# Python

## Data Science Toolbox (Part 1)

### 3. Lambda functions and error-handling

#### Lambda Functions

- Define the lambda function echo_word using the variables word1 and echo.
- Replicate what the original function definition for echo_word() does above.
- Call echo_word() with the string argument 'hey' and the value 5, in that order. 
- Assign the call to result.

In [13]:
# Define echo_word as a lambda function: echo_word
echo_word = lambda word1, echo: word1 * echo

# Call echo_word: result
result = echo_word("hey", 5)

# Print result
print(result)

heyheyheyheyhey


#### Map() and lambda functions

- In the map() call, pass a lambda function that concatenates the string '!!!' to a string item; also pass the list of strings, spells.
- Assign the resulting map object to shout_spells.
- Convert shout_spells to a list and print out the list.

In [14]:
# Create a list of strings: spells
spells = ["protego", "accio", "expecto patronum", "legilimens"]

# Use map() to apply a lambda function over spells: shout_spells
shout_spells = map(lambda item: item + "!!!", spells)

# Convert shout_spells to a list: shout_spells_list
shout_spells_list = list(shout_spells)

# Print the result
print(shout_spells_list)

['protego!!!', 'accio!!!', 'expecto patronum!!!', 'legilimens!!!']


#### Filter() and lambda functions

- In the filter() call, pass a lambda function and the list of strings, fellowship. 
- The lambda function should check if the number of characters in a string member is greater than 6; use the len() function to do this.
- Assign the resulting filter object to result.
- Convert result to a list and print out the list.

In [15]:
# Create a list of strings: fellowship
# fmt: off
fellowship = ['frodo', 'samwise', 'merry', 'pippin', 'aragorn', 'boromir', 'legolas', 'gimli', 'gandalf']
# fmt: on

# Use filter() to apply a lambda function over fellowship: result
result = filter(lambda member: len(member) > 6, fellowship)

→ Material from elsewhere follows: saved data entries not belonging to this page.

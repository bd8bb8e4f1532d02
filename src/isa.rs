use serde::{Deserialize, Serialize};

/// Bit position of the opcode nibble.
pub const OPCODE_SHIFT: u16 = 12;
/// Bit position of the first 3-bit register field.
pub const FIELD_A_SHIFT: u16 = 9;
/// Bit position of the second 3-bit register field.
pub const FIELD_B_SHIFT: u16 = 6;
/// Largest value that fits the low 6-bit immediate/address slot.
pub const LOW6_MAX: u16 = 0x3F;

/// General purpose register R0..R7.
#[derive(Debug, Clone, Copy, PartialEq, Eq, Hash, Serialize, Deserialize)]
pub struct Register(u8);

impl Register {
    pub const COUNT: u8 = 8;

    pub fn new(index: u8) -> Option<Self> {
        (index < Self::COUNT).then_some(Self(index))
    }

    /// Case-insensitive `R0`..`R7`.
    pub fn parse(token: &str) -> Option<Self> {
        let digits = token.strip_prefix('R').or_else(|| token.strip_prefix('r'))?;
        if digits.len() != 1 {
            return None;
        }
        let index = digits.parse::<u8>().ok()?;
        Self::new(index)
    }

    pub fn index(self) -> u8 {
        self.0
    }
}

impl std::fmt::Display for Register {
    fn fmt(&self, f: &mut std::fmt::Formatter<'_>) -> std::fmt::Result {
        write!(f, "R{}", self.0)
    }
}

/// Every mnemonic in the opcode table, implemented or not.
#[derive(Debug, Clone, Copy, PartialEq, Eq, Hash, Serialize, Deserialize)]
pub enum Mnemonic {
    Loadi,
    Add,
    Sub,
    And,
    Or,
    Xor,
    Store,
    Load,
    Shl,
    Shr,
    Mov,
    Cmp,
    Jump,
    Jz,
    Jnz,
    Not,
    Halt,
    Push,
    Pop,
    Mul,
    Div,
    In,
    Out,
    Reti,
}

#[derive(Debug, Clone, Copy)]
pub struct OpcodeDesc {
    pub mnemonic: Mnemonic,
    pub name: &'static str,
    pub opcode: u8,
    /// False for table entries that have no encoding rule yet.
    pub implemented: bool,
}

const fn op(mnemonic: Mnemonic, name: &'static str, opcode: u8, implemented: bool) -> OpcodeDesc {
    OpcodeDesc { mnemonic, name, opcode, implemented }
}

pub const OPCODES: &[OpcodeDesc] = &[
    op(Mnemonic::Loadi, "LOADI", 0x0, true),
    op(Mnemonic::Add, "ADD", 0x1, true),
    op(Mnemonic::Sub, "SUB", 0x2, true),
    op(Mnemonic::And, "AND", 0x3, false),
    op(Mnemonic::Or, "OR", 0x4, false),
    op(Mnemonic::Xor, "XOR", 0x5, false),
    op(Mnemonic::Store, "STORE", 0x6, true),
    op(Mnemonic::Load, "LOAD", 0x7, true),
    op(Mnemonic::Shl, "SHL", 0x8, false),
    op(Mnemonic::Shr, "SHR", 0x9, false),
    op(Mnemonic::Mov, "MOV", 0xA, false),
    op(Mnemonic::Cmp, "CMP", 0xB, false),
    op(Mnemonic::Jump, "JUMP", 0xC, true),
    op(Mnemonic::Jz, "JZ", 0xD, true),
    op(Mnemonic::Jnz, "JNZ", 0xE, true),
    op(Mnemonic::Not, "NOT", 0xF, false),
    op(Mnemonic::Halt, "HALT", 0xF, true),
    op(Mnemonic::Push, "PUSH", 0xE, true),
    op(Mnemonic::Pop, "POP", 0xE, true),
    op(Mnemonic::Mul, "MUL", 0xD, true),
    op(Mnemonic::Div, "DIV", 0xD, false),
    op(Mnemonic::In, "IN", 0xE, false),
    op(Mnemonic::Out, "OUT", 0xE, false),
    op(Mnemonic::Reti, "RETI", 0xF, true),
];

impl Mnemonic {
    /// Looks up an already-uppercased mnemonic token.
    pub fn from_name(name: &str) -> Option<Self> {
        OPCODES.iter().find(|d| d.name == name).map(|d| d.mnemonic)
    }

    pub fn desc(self) -> &'static OpcodeDesc {
        // OPCODES is declared in enum order.
        &OPCODES[self as usize]
    }

    pub fn name(self) -> &'static str {
        self.desc().name
    }

    pub fn opcode(self) -> u8 {
        self.desc().opcode
    }

    pub fn is_implemented(self) -> bool {
        self.desc().implemented
    }
}

impl std::fmt::Display for Mnemonic {
    fn fmt(&self, f: &mut std::fmt::Formatter<'_>) -> std::fmt::Result {
        f.write_str(self.name())
    }
}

# Convert result to a list: result_list
result_list = list(result)

# Print result_list
print(result_list)

['samwise', 'aragorn', 'boromir', 'legolas', 'gandalf']


#### Reduce() and lambda functions

- Import the reduce function from the functools module.
- In the reduce() call, pass a lambda function that takes two string arguments item1 and item2 and concatenates them; also pass the list of strings, stark. 
- Assign the result to result. The first argument to reduce() should be the lambda function and the second argument is the list stark.

In [16]:
# Import reduce from functools
from functools import reduce

# Create a list of strings: stark
stark = ["robb", "sansa", "arya", "brandon", "rickon"]

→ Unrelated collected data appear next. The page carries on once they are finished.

pub mod assembler;
pub mod config;
pub mod encoder;
pub mod error;
pub mod format;
pub mod frontend;
pub mod isa;
pub mod operand;
pub mod parser;
pub mod symbols;

pub use assembler::{assemble, Assembler, Program};
pub use config::AsmConfig;
pub use encoder::{EncodedInstruction, Instruction};
pub use error::{AsmError, EncodeError, ErrorKind};
pub use isa::{Mnemonic, Register};
pub use parser::ParsedLine;
pub use symbols::SymbolTable;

# Use reduce() to apply a lambda function over stark: result
result = reduce(lambda item1, item2: item1 + item2, stark)

# Print the result
print(result)

robbsansaaryabrandonrickon


#### Error handling with try-except

- Initialize the variables echo_word and shout_words to empty strings.
- Add the keywords try and except in the appropriate locations for the exception handling block.
- Use the * operator to concatenate echo copies of word1. Assign the result to echo_word.
- Concatenate the string '!!!' to echo_word. Assign the result to shout_words.

In [17]:
# Define shout_echo
def shout_echo(word1, echo=1):
    """Concatenate echo copies of word1 and three
    exclamation marks at the end of the string."""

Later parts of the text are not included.